Listo el esquema de la reforma pensional


Con base en tres temas fundamentales y sensibles que hay que tener en cuenta… a la hora de tomar decisiones frente a la reforma pensional, el Gobierno avanza en el diseño del cronograma del proyecto que presentará a la consideración del Congreso de la República.
Solidaridad con los adultos que no tienen ni tendrán ingresos en su vejez; mesadas inferiores al salario mínimo para quienes tienen alguna capacidad de ahorro, pero que no pueden jubilarse con las reglas vigentes y ajustes al sistema de pensiones.
La construcción de estos tres pilares es la hoja de ruta ya definida por el Gobierno para la reforma pensional.
Se busca aumentar la protección a los adultos mayores en extrema pobreza, la muy baja cobertura, combatir la profunda inequidad y darle sostenibilidad financiera al actual sistema.

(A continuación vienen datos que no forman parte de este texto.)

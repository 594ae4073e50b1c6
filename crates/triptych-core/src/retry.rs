//! Retryable Remote Operations
//!
//! Bounded exponential backoff for the remote calls at the pipeline's edges
//! (vector fetches, searches, batch commits). Retry policy is pluggable at
//! the client boundary; the aggregator itself never retries.

use std::future::Future;
use std::time::Duration;

use crate::error::{CoreError, CoreResult};

/// Retry policy for a remote call boundary
///
/// The default policy performs no retries, matching the store contracts:
/// a backend surfaces the first failure unless its caller opts in.
#[derive(Debug, Clone, Copy, PartialEq, Eq)]
pub struct RetryPolicy {
    /// Additional attempts after the first failure
    pub max_retries: u32,
    /// Delay before the first retry; doubles on each subsequent one
    pub base_delay_ms: u64,
}

impl Default for RetryPolicy {
    fn default() -> Self {
        Self::disabled()
    }
}

impl RetryPolicy {
    /// Policy with `max_retries` attempts and the given base delay
    pub fn new(max_retries: u32, base_delay_ms: u64) -> Self {
        Self {
            max_retries,
            base_delay_ms,
        }
    }

    /// Policy that surfaces the first failure immediately
    pub fn disabled() -> Self {
        Self {
            max_retries: 0,
            base_delay_ms: 500,
        }
    }

    /// Backoff delay before retry number `attempt` (zero-based)
    pub fn delay_for(&self, attempt: u32) -> Duration {
        Duration::from_millis(self.base_delay_ms * 2_u64.pow(attempt))
    }
}

/// Run `operation` with bounded retries and exponential backoff
///
/// Only errors whose [`CoreError::is_retryable`] returns true are retried;
/// data-gap errors (missing vectors, empty searches) come back unchanged on
/// the first attempt since the store would answer them identically.
///
/// `op_name` labels the warn-level log line emitted per retry.
pub async fn with_retry<T, F, Fut>(
    policy: &RetryPolicy,
    op_name: &str,
    mut operation: F,
) -> CoreResult<T>
where
    F: FnMut() -> Fut,
    Fut: Future<Output = CoreResult<T>>,
{
    let mut last_error = None;

    for attempt in 0..=policy.max_retries {
        match operation().await {
            Ok(value) => return Ok(value),
            Err(err) => {
                if !err.is_retryable() || attempt >= policy.max_retries {
                    return Err(err);
                }

                let delay = policy.delay_for(attempt);
                tracing::warn!(
                    "{} failed (attempt {}/{}), retrying in {}ms: {}",
                    op_name,
                    attempt + 1,
                    policy.max_retries + 1,
                    delay.as_millis(),
                    err
                );

                tokio::time::sleep(delay).await;
                last_error = Some(err);
            }
        }
    }

    // The loop returns on every path; this covers the max_retries == u32::MAX edge
    Err(last_error
        .unwrap_or_else(|| CoreError::transport(format!("{op_name}: retry attempts exhausted"))))
}

#[cfg(test)]
mod tests {
    use std::sync::atomic::{AtomicU32, Ordering};
    use std::sync::Arc;

    use super::*;
    use crate::types::RepTag;

    fn fast_policy(max_retries: u32) -> RetryPolicy {
        RetryPolicy::new(max_retries, 1)
    }

    #[tokio::test]
    async fn succeeds_after_transient_failures() {
        let calls = Arc::new(AtomicU32::new(0));
        let calls_in_op = calls.clone();

        let result = with_retry(&fast_policy(3), "fetch", move || {
            let calls = calls_in_op.clone();
            async move {
                if calls.fetch_add(1, Ordering::SeqCst) < 2 {
                    Err(CoreError::transport("connection reset"))
                } else {
                    Ok(7_usize)
                }
            }
        })
        .await;

        assert_eq!(result.unwrap(), 7);
        assert_eq!(calls.load(Ordering::SeqCst), 3);
    }

    #[tokio::test]
    async fn non_retryable_errors_surface_immediately() {
        let calls = Arc::new(AtomicU32::new(0));
        let calls_in_op = calls.clone();

        let result: CoreResult<usize> = with_retry(&fast_policy(5), "fetch", move || {
            let calls = calls_in_op.clone();
            async move {
                calls.fetch_add(1, Ordering::SeqCst);
                Err(CoreError::missing_representation("P1", RepTag::Name))
            }
        })
        .await;

        assert!(matches!(
            result,
            Err(CoreError::MissingRepresentation { .. })
        ));
        assert_eq!(calls.load(Ordering::SeqCst), 1);
    }

    #[tokio::test]
    async fn disabled_policy_attempts_once() {
        let calls = Arc::new(AtomicU32::new(0));
        let calls_in_op = calls.clone();

        let result: CoreResult<usize> =
            with_retry(&RetryPolicy::disabled(), "search", move || {
                let calls = calls_in_op.clone();
                async move {
                    calls.fetch_add(1, Ordering::SeqCst);
                    Err(CoreError::transport("unreachable"))
                }
            })
            .await;

        assert!(result.is_err());
        assert_eq!(calls.load(Ordering::SeqCst), 1);
    }

    #[tokio::test]
    async fn exhausted_retries_return_last_error() {
        let result: CoreResult<usize> = with_retry(&fast_policy(2), "commit", || async {
            Err(CoreError::storage("locked"))
        })
        .await;

        assert_eq!(result, Err(CoreError::storage("locked")));
    }

    #[test]
    fn backoff_doubles_per_attempt() {
        let policy = RetryPolicy::new(3, 100);
        assert_eq!(policy.delay_for(0), Duration::from_millis(100));
        assert_eq!(policy.delay_for(1), Duration::from_millis(200));
        assert_eq!(policy.delay_for(2), Duration::from_millis(400));
    }
}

De los 2,4 millones de personas que ya no están en edad de trabajar, que no tienen ahorros ni pensión ni ingresos para sostenerse y que pertenecen a los niveles 1 y 2 del Sisbén, apenas 770.000 mayores de 65 años reciben un subsidio del Estado.
“Llegar a los otros 1,6 millones de adultos mayores en la indigencia es el reto”, dijo el ministro del Trabajo, Rafael Pardo, quien precisó que esa es una meta a cumplirse, no en un año sino en el mediano plazo.
El segundo de esos tres grupos de colombianos es, en palabras del Ministro, el más grande y el más importante socialmente y en términos de desprotección y sobre el cual el Gobierno trabajará este primer semestre.
Se trata de no menos de nueve millones de trabajadores, que no son formales, que ganan menos del equivalente a un salario mínimo y que no tienen posibilidad de estar en el régimen de pensiones de prima media ni en el de ahorro individual.
“Para ellos vamos a estructurar los Beneficios Económicos Periódicos (BEP)”, comentó Pardo.
Esas personas perciben menos de un salario mínimo y tienen alguna capacidad de ahorro, pero no pueden afiliarse ni al Seguro Social ni a un fondo privado (AFP); incluso, millones de ellos pudieron estar inscritos alguna vez en uno de esos regímenes y ya tienen una platica ahorrada.
Los afiliados a esos dos regímenes superaban 16 millones de afiliados a noviembre pasado, de los cuales nueve millones no estaban cotizando, pero sí lo hicieron alguna vez en su vida.
El Gobierno está diseñando un mecanismo para que se puedan trasladar esos ahorros al sistema de BEP, que permitan, con un subsidio estatal, ofrecerles una alternativa de protección (mesada inferior al mínimo) cuando ya no estén en la vida laboral.